Aujourd’hui, les Nations unies affirment que la reprise du conflit a forcé près de 90 000 personnes à fuir leur domicile.
En outre, environ 10 000 ressortissants du Soudan du Sud sont entrés dans l’Éthiopie voisine.
Dans un communiqué, l’agence des Nations unies pour les réfugiés indique que le nombre de personnes se déplaçant vers l’Éthiopie « augmente à un rythme alarmant ».
Le conflit entraîne également des risques sanitaires accrus.
L’organisation d’aide médicale, Médecins sans frontières (MSF), affirme que 35 patients souffrant du choléra se sont enfuis de leur hôpital d’Ulang lorsque les combats ont éclaté.
« Certains sont allés dans des villages plus éloignés, d’autres ont traversé la frontière jusqu’en Éthiopie, ce qui signifie que, où qu’ils aillent, ils vont propager le choléra », explique Zakaria Mwatia, chef de mission de MSF au Soudan du Sud.
« Certains collègues ont raconté comment leurs proches ont dû traverser des marécages avant d’obtenir un canoë, puis un bateau jusqu’à ce qu’ils atteignent un autre hôpital », explique-t-il à propos des patients atteints de choléra qui ont dû se battre pour obtenir un traitement à temps.
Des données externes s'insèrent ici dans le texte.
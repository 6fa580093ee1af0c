//! Loading and compiling schema modules.

use std::path::PathBuf;

use schemata_blueprint::Blueprint;
use schemata_compiler::{Pipeline, lower};
use schemata_manifest::Manifest;
use tracing::debug;

use crate::reports::FailureReport;

/// Parse every schema module, in order. The first one is the root module.
pub fn load(paths: &[PathBuf]) -> schemata_manifest::Result<Vec<Manifest>> {
    paths.iter().map(Manifest::from_file).collect()
}

/// Lower the modules and run them through `pipeline`.
pub fn compile(manifests: &[Manifest], pipeline: &Pipeline) -> Result<Blueprint, FailureReport> {
    let blueprint = lower(manifests).map_err(FailureReport::from_lowering)?;
    debug!(
        types = blueprint.type_count(),
        phases = pipeline.len(),
        "running pipeline"
    );
    Ok(pipeline.run(blueprint)?)
}

#[cfg(test)]
mod tests {
    use std::fs;

    use tempfile::TempDir;

    use super::*;

    #[test]
    fn test_load_keeps_order() {
        let temp = TempDir::new().unwrap();
        let shared = temp.path().join("shared.toml");
        let app = temp.path().join("app.toml");
        fs::write(&shared, "[module]\nname = \"shared\"\n").unwrap();
        fs::write(&app, "[module]\nname = \"app\"\n").unwrap();

        let manifests = load(&[app, shared]).unwrap();
        let names: Vec<_> = manifests.iter().map(|m| m.name()).collect();
        assert_eq!(names, ["app", "shared"]);
    }

    #[test]
    fn test_lowering_errors_are_reported_as_lower() {
        let first: Manifest = "[module]\nname = \"a\"\n[objects.user]\n".parse().unwrap();
        let second: Manifest = "[module]\nname = \"b\"\n[objects.user]\n".parse().unwrap();

        let failure = compile(&[first, second], &Pipeline::new()).unwrap_err();
        assert_eq!(failure.phase, "lower");
        assert_eq!(failure.errors.len(), 1);
    }
}
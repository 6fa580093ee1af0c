//! Type declarations of a schema module.

use indexmap::IndexMap;
use serde::Deserialize;

use crate::TypeExpr;

/// An object or interface declaration.
///
/// ```toml
/// [objects.user]
/// interfaces = ["node"]
/// import_fields = ["timestamps"]
///
/// [objects.user.fields.name]
/// type = "string!"
/// ```
#[derive(Debug, Clone, Default, Deserialize)]
pub struct ObjectDef {
    pub description: Option<String>,

    /// Interfaces this type implements
    #[serde(default)]
    pub interfaces: Vec<String>,

    /// Types whose fields are copied into this one
    #[serde(default)]
    pub import_fields: Vec<ImportDef>,

    #[serde(default)]
    pub fields: IndexMap<String, FieldDef>,
}

/// A field of an object or interface.
#[derive(Debug, Clone, Deserialize)]
pub struct FieldDef {
    #[serde(rename = "type")]
    pub field_type: TypeExpr,

    pub description: Option<String>,

    /// `true` or a deprecation reason
    pub deprecated: Option<Deprecated>,

    #[serde(default)]
    pub args: IndexMap<String, ArgDef>,
}

/// A field argument.
#[derive(Debug, Clone, Deserialize)]
pub struct ArgDef {
    #[serde(rename = "type")]
    pub arg_type: TypeExpr,

    pub description: Option<String>,

    /// Raw default value, rendered against the declared type
    pub default: Option<toml::Value>,
}

/// Deprecation marker: either a flag or a reason.
#[derive(Debug, Clone, PartialEq, Eq, Deserialize)]
#[serde(untagged)]
pub enum Deprecated {
    Flag(bool),
    Reason(String),
}

impl Deprecated {
    pub fn is_deprecated(&self) -> bool {
        !matches!(self, Deprecated::Flag(false))
    }

    pub fn reason(&self) -> Option<&str> {
        match self {
            Deprecated::Flag(_) => None,
            Deprecated::Reason(reason) => Some(reason),
        }
    }
}

/// A field import, written as a type name or a table.
///
/// ```toml
/// import_fields = ["timestamps", { from = "audit", module = "shared", except = ["secret"] }]
/// ```
#[derive(Debug, Clone, PartialEq, Eq, Deserialize)]
#[serde(untagged)]
pub enum ImportDef {
    Source(String),
    Detailed {
        from: String,
        module: Option<String>,
        #[serde(default)]
        except: Vec<String>,
    },
}

impl ImportDef {
    /// Name of the type to copy fields from.
    pub fn source(&self) -> &str {
        match self {
            ImportDef::Source(from) | ImportDef::Detailed { from, .. } => from,
        }
    }

    pub fn module(&self) -> Option<&str> {
        match self {
            ImportDef::Source(_) => None,
            ImportDef::Detailed { module, .. } => module.as_deref(),
        }
    }

    pub fn except(&self) -> &[String] {
        match self {
            ImportDef::Source(_) => &[],
            ImportDef::Detailed { except, .. } => except,
        }
    }
}

/// A union declaration.
#[derive(Debug, Clone, Deserialize)]
pub struct UnionDef {
    pub description: Option<String>,

    /// Member object types
    #[serde(default)]
    pub types: Vec<String>,
}

/// An enum declaration.
#[derive(Debug, Clone, Deserialize)]
pub struct EnumDef {
    pub description: Option<String>,

    #[serde(default)]
    pub values: Vec<EnumValueDef>,
}

/// An enum value, written as its key or a table.
///
/// ```toml
/// values = ["red", { key = "first", as = "FiRsT  x" }]
/// ```
#[derive(Debug, Clone, Deserialize)]
#[serde(untagged)]
pub enum EnumValueDef {
    Key(String),
    Detailed(EnumValueTable),
}

#[derive(Debug, Clone, Deserialize)]
pub struct EnumValueTable {
    pub key: String,

    /// External name printed in SDL
    #[serde(rename = "as")]
    pub alias: Option<String>,

    pub description: Option<String>,

    pub deprecated: Option<Deprecated>,
}

impl EnumValueDef {
    pub fn key(&self) -> &str {
        match self {
            EnumValueDef::Key(key) => key,
            EnumValueDef::Detailed(table) => &table.key,
        }
    }

    pub fn alias(&self) -> Option<&str> {
        match self {
            EnumValueDef::Key(_) => None,
            EnumValueDef::Detailed(table) => table.alias.as_deref(),
        }
    }

    pub fn description(&self) -> Option<&str> {
        match self {
            EnumValueDef::Key(_) => None,
            EnumValueDef::Detailed(table) => table.description.as_deref(),
        }
    }

    pub fn deprecated(&self) -> Option<&Deprecated> {
        match self {
            EnumValueDef::Key(_) => None,
            EnumValueDef::Detailed(table) => table.deprecated.as_ref(),
        }
    }
}

/// An input object declaration.
#[derive(Debug, Clone, Default, Deserialize)]
pub struct InputDef {
    pub description: Option<String>,

    #[serde(default)]
    pub import_fields: Vec<ImportDef>,

    #[serde(default)]
    pub fields: IndexMap<String, InputFieldDef>,
}

/// A field of an input object.
#[derive(Debug, Clone, Deserialize)]
pub struct InputFieldDef {
    #[serde(rename = "type")]
    pub field_type: TypeExpr,

    pub description: Option<String>,

    pub default: Option<toml::Value>,
}

/// A custom scalar declaration.
#[derive(Debug, Clone, Default, Deserialize)]
pub struct ScalarDef {
    pub description: Option<String>,
}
Bien que les patients reviennent progressivement à l’hôpital pour y être soignés, M. Mwatia craint que certains de ceux qui ont fui ne soient morts dans la brousse ou en tentant de passer en Éthiopie.
Il craint également que les patients atteints de maladies chroniques telles que la tuberculose et le VIH ne manquent leur traitement en raison du conflit.
Outre l’hôpital, les entreprises d’Ulang ont été touchées par le conflit, leurs propriétaires ayant été contraints de fermer.
Peter Wadalla, directeur exécutif de Mission for Sustainable Advancement, une organisation non gouvernementale qui se concentre sur la protection des enfants et la violence sexiste, explique que le conflit a affecté les activités de son agence.
« Il nous arrive de suspendre certaines activités dans certaines régions pour nous assurer que notre personnel est en sécurité », explique-t-il.
« L’insécurité a entraîné une limitation des ressources, car la demande de la communauté est trop élevée. Il est donc difficile d’atteindre les personnes vulnérables ».